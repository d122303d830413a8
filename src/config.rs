// SPDX-License-Identifier: PMPL-1.0-or-later
//! Configuration handling for the auditor

use crate::contrast::AA_NORMAL_TEXT;
use crate::error::{AuditError, Result};
use crate::rules::Category;
use serde::{Deserialize, Serialize};
use std::path::{Path, PathBuf};
use tracing::debug;

/// Main configuration structure
#[derive(Debug, Clone, PartialEq, Serialize, Deserialize)]
pub struct AuditConfig {
    /// Contrast rule settings
    #[serde(default)]
    pub contrast: ContrastConfig,

    /// Which check categories run
    #[serde(default)]
    pub checks: CheckToggles,
}

impl Default for AuditConfig {
    fn default() -> Self {
        Self {
            contrast: ContrastConfig::default(),
            checks: CheckToggles::default(),
        }
    }
}

impl AuditConfig {
    /// Reject values the auditor cannot work with
    pub fn validate(&self) -> Result<()> {
        let min = self.contrast.minimum_ratio;
        if !(1.0..=21.0).contains(&min) {
            return Err(AuditError::Config(format!(
                "contrast.minimum_ratio must be between 1 and 21, got {}",
                min
            )));
        }
        Ok(())
    }
}

/// Contrast rule configuration
#[derive(Debug, Clone, PartialEq, Serialize, Deserialize)]
pub struct ContrastConfig {
    /// Ratio a color pair must reach to pass
    #[serde(default = "default_minimum_ratio")]
    pub minimum_ratio: f64,
}

impl Default for ContrastConfig {
    fn default() -> Self {
        Self {
            minimum_ratio: default_minimum_ratio(),
        }
    }
}

fn default_minimum_ratio() -> f64 {
    AA_NORMAL_TEXT
}

fn default_true() -> bool {
    true
}

/// Per-category enable switches
#[derive(Debug, Clone, PartialEq, Eq, Serialize, Deserialize)]
pub struct CheckToggles {
    #[serde(default = "default_true")]
    pub color: bool,
    #[serde(default = "default_true")]
    pub keyboard: bool,
    #[serde(default = "default_true")]
    pub screen_reader: bool,
    #[serde(default = "default_true")]
    pub focus: bool,
    #[serde(default = "default_true")]
    pub structure: bool,
}

impl Default for CheckToggles {
    fn default() -> Self {
        Self {
            color: true,
            keyboard: true,
            screen_reader: true,
            focus: true,
            structure: true,
        }
    }
}

impl CheckToggles {
    pub fn enabled(&self, category: Category) -> bool {
        match category {
            Category::Color => self.color,
            Category::Keyboard => self.keyboard,
            Category::ScreenReader => self.screen_reader,
            Category::Focus => self.focus,
            Category::Structure => self.structure,
        }
    }
}

/// Load configuration from a path; a missing file yields defaults
pub fn load_config(path: &Path) -> Result<AuditConfig> {
    if !path.exists() {
        debug!("Config file not found at {}, using defaults", path.display());
        return Ok(AuditConfig::default());
    }

    let content = std::fs::read_to_string(path)?;

    let config: AuditConfig = if path.extension().map(|e| e == "toml").unwrap_or(false) {
        toml::from_str(&content)?
    } else {
        serde_yaml::from_str(&content)?
    };

    config.validate()?;
    debug!(?config, "Loaded configuration");
    Ok(config)
}

/// Default config location relative to the working directory
pub fn default_config_path() -> PathBuf {
    PathBuf::from(".a11y-auditor.toml")
}
// SPDX-License-Identifier: PMPL-1.0-or-later
//! Directory scanner for auditing HTML files across a project.
//!
//! Walks directory trees, picks up HTML documents, and audits each one.

use crate::auditor::ComplianceAuditor;
use crate::error::Result;
use crate::html::HtmlDocument;
use crate::report::AuditReport;
use serde::Serialize;
use std::path::{Path, PathBuf};
use tracing::{debug, info};
use walkdir::WalkDir;

/// File extensions to scan
const SCANNABLE_EXTENSIONS: &[&str] = &["html", "htm"];

/// Directories to skip
const SKIP_DIRS: &[&str] = &[
    "node_modules", ".git", "target", "dist", "build",
    "_build", "vendor", ".next", ".nuxt", "coverage",
];

/// Audit result for one file
#[derive(Debug, Clone, Serialize)]
pub struct FileReport {
    pub path: PathBuf,
    pub report: AuditReport,
}

/// Audit results for every file of a scan, in walk order
#[derive(Debug, Clone, Default, Serialize)]
pub struct ScanResult {
    pub files: Vec<FileReport>,
}

impl ScanResult {
    pub fn has_failures(&self) -> bool {
        self.files.iter().any(|f| !f.report.is_compliant())
    }

    /// Findings across all files
    pub fn total_findings(&self) -> usize {
        self.files.iter().map(|f| f.report.summary.total).sum()
    }

    /// Failed findings across all files
    pub fn total_failures(&self) -> usize {
        self.files.iter().map(|f| f.report.summary.failed).sum()
    }
}

/// Whether `path` names a file the scanner audits
pub fn is_scannable(path: &Path) -> bool {
    path.extension()
        .and_then(|e| e.to_str())
        .map(|e| SCANNABLE_EXTENSIONS.contains(&e.to_ascii_lowercase().as_str()))
        .unwrap_or(false)
}

/// Audit every HTML file under `dir`
pub fn scan_directory(dir: &Path, auditor: &ComplianceAuditor) -> Result<ScanResult> {
    let mut result = ScanResult::default();

    info!("Scanning directory: {}", dir.display());

    for entry in WalkDir::new(dir)
        .follow_links(false)
        .sort_by_file_name()
        .into_iter()
        .filter_entry(|e| {
            // Skip hidden and excluded directories, but never the scan root
            let name = e.file_name().to_str().unwrap_or("");
            if e.depth() > 0 && e.file_type().is_dir() {
                return !SKIP_DIRS.contains(&name) && !name.starts_with('.');
            }
            true
        })
    {
        let entry = match entry {
            Ok(e) => e,
            Err(e) => {
                debug!("Skipping unreadable entry: {}", e);
                continue;
            }
        };

        if !entry.file_type().is_file() || !is_scannable(entry.path()) {
            continue;
        }

        match scan_file(entry.path(), auditor) {
            Ok(file) => result.files.push(file),
            Err(e) => info!("Skipping {}: {}", entry.path().display(), e),
        }
    }

    info!(
        "Scanned {} files, {} of {} findings failed",
        result.files.len(),
        result.total_failures(),
        result.total_findings()
    );

    Ok(result)
}

/// Audit a single HTML file
pub fn scan_file(path: &Path, auditor: &ComplianceAuditor) -> Result<FileReport> {
    let content = std::fs::read_to_string(path)?;
    Ok(FileReport {
        path: path.to_path_buf(),
        report: audit_html(&content, auditor),
    })
}

/// Audit markup held in memory
pub fn audit_html(content: &str, auditor: &ComplianceAuditor) -> AuditReport {
    let document = HtmlDocument::parse(content);
    auditor.run_audit(&document, document.root())
}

══════

◆ Task
Once you reach the line with "pub fn validate(&self)" in the data above, copy it and every line after it exactly, up to and including the line with "Contrast rule configuration".

◆ Reply to the task
    pub fn validate(&self) -> Result<()> {
        let min = self.contrast.minimum_ratio;
        if !(1.0..=21.0).contains(&min) {
            return Err(AuditError::Config(format!(
                "contrast.minimum_ratio must be between 1 and 21, got {}",
                min
            )));
        }
        Ok(())
    }
}

/// Contrast rule configuration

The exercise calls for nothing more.